Читаем Мирное время полностью

В режиме карантина RG-18 переставала принимать корабли на ремонт. Персонал во время карантина обязан был носить энерго-скафандры, которые в определенной степени могли защитить от плазмозарядов или спасти жизнь при взрыве.

После объявления тревоги Йеннер включила защищенную линию связи, доступ к которой помимо нее имели всего три человека: глава RG-18, начальник медицинского блока и старший механик. Йеннер была обязана отчитаться перед каждым из них и объяснить, на каком основании объявила тревогу.

Первой она позвонила Долорес.

Глава станции орала так, что это само по себе тянуло на звуковую катастрофу. Но, к чести Долорес, когда Йеннер объяснила ситуацию, та не стала отменять карантин, хотя именно главе станции грозили разборки с экипажами кораблей, которые летели на RG-18 на ремонт.

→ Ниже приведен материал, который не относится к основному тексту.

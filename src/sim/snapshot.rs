//! Read-only view of the world handed to the renderer once per tick

use glam::DVec2;
use serde::Serialize;

use super::flash::CrashTint;
use super::state::{ScenarioPhase, SimulationState};

#[derive(Debug, Clone, PartialEq, Serialize)]
pub struct FrameSnapshot {
    pub tick: u64,
    pub player: DVec2,
    pub speed: f64,
    /// Spawn order
    pub opponents: Vec<DVec2>,
    pub curve: f64,
    pub road_offset: f64,
    pub phase: ScenarioPhase,
    pub cycle: i32,
    pub score: i64,
    pub high_score: i64,
    pub is_game_over: bool,
    /// Present once the game is over
    pub crash_tint: Option<CrashTint>,
}

impl FrameSnapshot {
    pub fn capture(state: &SimulationState, crash_tint: Option<CrashTint>) -> Self {
        Self {
            tick: state.time_ticks,
            player: state.player.pos,
            speed: state.player.speed,
            opponents: state.traffic.opponents.iter().map(|o| o.pos).collect(),
            curve: state.curve.current,
            road_offset: state.road_offset,
            phase: state.scenario.phase,
            cycle: state.scenario.cycle,
            score: state.score.displayed(),
            high_score: state.score.high_score,
            is_game_over: state.is_game_over,
            crash_tint,
        }
    }
}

Долорес бесило, что из-за одной единственной преступницы пять тысяч человек персонала переходили на аварийное положение. Но она хотя бы понимала, что это необходимо.

Лори Стренис – начальник медицинского блока – не кричала, в отличие от Долорес, не говорила, что Йеннер «вконец просрала мозги» и не грозилась выслать ее со станции. Стренис вежливо улыбалась, смотрела спокойными змеиными глазами и отказывалась подтверждать вирусную угрозу. Она уступила, только когда Йеннер пообещала отправить ее в изолятор.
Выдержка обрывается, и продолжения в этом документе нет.